### What is needed
Check every line below for the word "sqlx" and show those that hold it.

### Source material
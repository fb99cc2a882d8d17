//! Errors for execution.

use query_engine_metadata::metadata::CustomEntityError;
use query_engine_translation::translation;

/// Errors raised while running plans or building entity models.
#[derive(Debug, thiserror::Error)]
pub enum Error {
    #[error("Not Found")]
    EntityNotFound,
    #[error("Entity not deleted")]
    EntityNotDeleted,
    #[error("Entity not updated")]
    EntityNotUpdated,
    /// A unique or primary key constraint rejected a write. Holds the driver message.
    #[error("{0}")]
    ConstraintViolation(String),
    #[error("{0}")]
    Translation(#[from] translation::error::Error),
    #[error("invalid custom entity: {0}")]
    CustomEntity(#[from] CustomEntityError),
    #[error("{0}")]
    DB(sqlx::Error),
}

impl From<sqlx::Error> for Error {
    fn from(err: sqlx::Error) -> Error {
        match &err {
            sqlx::Error::Database(database_error) if database_error.is_unique_violation() => {
                Error::ConstraintViolation(database_error.message().to_string())
            }
            _ => Error::DB(err),
        }
    }
}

### Exercise answer
    DB(sqlx::Error),
impl From<sqlx::Error> for Error {
    fn from(err: sqlx::Error) -> Error {
            sqlx::Error::Database(database_error) if database_error.is_unique_violation() => {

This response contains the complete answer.